## Task details
Below are the records. State how many of their lines contain "roots", with nothing else.

Stored records:
//! Cached directory-to-project resolution (`USER_PROMPT_SUBMIT`).
//!
//! The project index (registered root path → project id) is read from the
//! registry once and kept in a TTL cache. Each prompt resolves the first
//! directory it names that lies inside a registered project, else the
//! working directory, to the project with the longest matching root.
//! When auto-switch is enabled and that project is not already active,
//! the hook switches to it.

use std::path::{Path, PathBuf};
use std::sync::Arc;
use std::time::Duration;

use async_trait::async_trait;
use moka::future::Cache;
use serde_json::json;
use tracing::{debug, info};

use devflow_core::config::hooks::ProjectSwitchConfig;
use devflow_core::config::paths::expand_home;

use super::context_cwd;
use crate::collaborators::registry::{ProjectRegistry, RegistrySnapshot};
use crate::collaborators::switcher::ProjectSwitcher;
use crate::error::{HookError, HookResult};
use crate::hooks::chain::{HookHandler, Next};
use crate::hooks::context::HookContext;

/// Context key holding the submitted prompt text.
pub const PROMPT_KEY: &str = "prompt";
/// Context key the resolved project id is written to.
pub const RESOLVED_PROJECT_KEY: &str = "resolved_project";
/// Context key set to `true` when this dispatch switched projects.
pub const PROJECT_SWITCHED_KEY: &str = "project_switched";

/// Registered project roots, longest first.
#[derive(Debug, Clone, Default, PartialEq, Eq)]
pub struct ProjectIndex {
    roots: Vec<(PathBuf, String)>,
    auto_switch: Option<bool>,
}

impl ProjectIndex {
    /// Builds the index from a registry snapshot.
    pub fn from_snapshot(snapshot: &RegistrySnapshot) -> Self {
        let mut roots: Vec<(PathBuf, String)> = snapshot
            .projects
            .iter()
            .map(|(path, id)| (expand_home(path), id.clone()))
            .collect();
        roots.sort_by(|a, b| b.0.components().count().cmp(&a.0.components().count()));

        Self {
            roots,
            auto_switch: snapshot.settings.auto_switch_on_directory_change,
        }
    }

    /// Project whose root is `dir` or the deepest ancestor of `dir`.
    pub fn resolve(&self, dir: &Path) -> Option<(&Path, &str)> {
        self.roots
            .iter()
            .find(|(root, _)| dir.starts_with(root))
            .map(|(root, id)| (root.as_path(), id.as_str()))
    }

    /// Number of registered projects.
    pub fn len(&self) -> usize {
        self.roots.len()
    }

    /// Whether the registry holds no projects.
    pub fn is_empty(&self) -> bool {
        self.roots.is_empty()
    }
}

/// Switches the active project when the user moves into another one.
pub struct ProjectResolverHook {
    registry: Arc<dyn ProjectRegistry>,
    switcher: Arc<dyn ProjectSwitcher>,
    auto_switch_default: bool,
    index: Cache<(), Arc<ProjectIndex>>,
}

impl ProjectResolverHook {
    /// Creates the hook.
    pub fn new(
        config: &ProjectSwitchConfig,
        registry: Arc<dyn ProjectRegistry>,
        switcher: Arc<dyn ProjectSwitcher>,
    ) -> Self {
        let index = Cache::builder()
            .max_capacity(1)
            .time_to_live(Duration::from_secs(config.cache_ttl_seconds))
            .build();

        Self {
            registry,
            switcher,
            auto_switch_default: config.auto_switch_on_directory_change,
            index,
        }
    }

    /// Drops the cached index; the next resolution re-reads the registry.
    pub fn clear_cache(&self) {
        self.index.invalidate_all();
        debug!("Project index cache cleared");
    }

    /// Returns the cached index, reading the registry if needed.
    ///
    /// A failed read is not cached, so the next call retries.
    pub async fn index(&self) -> HookResult<Arc<ProjectIndex>> {
        let registry = self.registry.clone();
        self.index
            .try_get_with((), async move {
                let snapshot = registry.load().await?;
                let index = ProjectIndex::from_snapshot(&snapshot);
                debug!(projects = index.len(), "Project index built");
                Ok::<_, HookError>(Arc::new(index))
            })
            .await
            .map_err(|e| HookError::Configuration(format!("Project registry unavailable: {e}")))
    }

    /// Resolves `dir` to `(project root, project id)`.
    pub async fn resolve(&self, dir: &Path) -> HookResult<Option<(PathBuf, String)>> {
        let index = self.index().await?;
        if let Some((root, id)) = index.resolve(dir) {
            return Ok(Some((root.to_path_buf(), id.to_string())));
        }

        // Registry roots may be recorded through a symlink-free path.
        let canonical = match tokio::fs::canonicalize(dir).await {
            Ok(canonical) => canonical,
            Err(e) if e.kind() == std::io::ErrorKind::NotFound => return Ok(None),
            Err(e) => {
                return Err(HookError::Resolution(format!(
                    "Cannot canonicalize '{}': {e}",
                    dir.display()
                )));
            }
        };
        Ok(index
            .resolve(&canonical)
            .map(|(root, id)| (root.to_path_buf(), id.to_string())))
    }

    /// First candidate directory that lies inside a registered project.
    ///
    /// Directories named in the prompt are tried before the caller's
    /// working directory; candidates outside every project are skipped.
    async fn target_project(
        &self,
        ctx: &HookContext,
    ) -> HookResult<Option<(PathBuf, PathBuf, String)>> {
        let mut candidates = match ctx.get_str(PROMPT_KEY) {
            Some(prompt) => prompt_directories(prompt).await,
            None => Vec::new(),
        };
        candidates.extend(context_cwd(ctx));

        for dir in candidates {
            if !is_dir(&dir).await {
                debug!(dir = %dir.display(), "Resolution directory does not exist");
                continue;
            }
            if let Some((root, project_id)) = self.resolve(&dir).await? {
                return Ok(Some((dir, root, project_id)));
            }
            debug!(dir = %dir.display(), "Directory is not inside a registered project");
        }
        Ok(None)
    }

    async fn resolve_and_switch(&self, ctx: &mut HookContext) -> HookResult<()> {
        let Some((dir, root, project_id)) = self.target_project(ctx).await? else {
            debug!("No registered project to resolve to");
            return Ok(());
        };
        ctx.set(RESOLVED_PROJECT_KEY, json!(project_id));

        let index = self.index().await?;
        if !index.auto_switch.unwrap_or(self.auto_switch_default) {
            debug!(project = %project_id, "Auto-switch disabled");
            return Ok(());
        }

        let current = self.switcher.current_project().await?;
        if current.as_deref() == Some(project_id.as_str()) {
            debug!(project = %project_id, "Directory already matches active project");
            return Ok(());
        }

        self.switcher.switch_project(&project_id, &dir).await?;
        ctx.set(PROJECT_SWITCHED_KEY, json!(true));

        info!(
            from = current.as_deref().unwrap_or("<none>"),
            to = %project_id,
            root = %root.display(),
            "Switched project on directory change"
        );
        Ok(())
    }
}

#[async_trait]
impl HookHandler for ProjectResolverHook {
    async fn handle(&self, ctx: &mut HookContext, next: Next<'_>) -> HookResult<()> {
        self.resolve_and_switch(ctx).await?;
        next.run(ctx).await;
        Ok(())
    }
}

/// Whitespace-separated tokens of `prompt` that are absolute (or `~/`)
/// paths to existing directories, in prompt order. The filesystem root
/// is never a candidate.
pub(crate) async fn prompt_directories(prompt: &str) -> Vec<PathBuf> {
    let mut dirs = Vec::new();
    for token in prompt.split_whitespace() {
        let token = token.trim_matches(|c: char| {
            matches!(c, '"' | '\'' | '`' | ',' | ';' | ':' | '(' | ')' | '.' | '!' | '?')
        });
        if !(token.starts_with('/') || token.starts_with("~/")) {
            continue;
        }
        let candidate = expand_home(token);
        if candidate.parent().is_none() {
            continue;
        }
        if is_dir(&candidate).await && !dirs.contains(&candidate) {
            dirs.push(candidate);
        }
    }
    dirs
}

async fn is_dir(path: &Path) -> bool {
    tokio::fs::metadata(path)
        .await
        .map(|m| m.is_dir())
        .unwrap_or(false)
}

## Written answer
9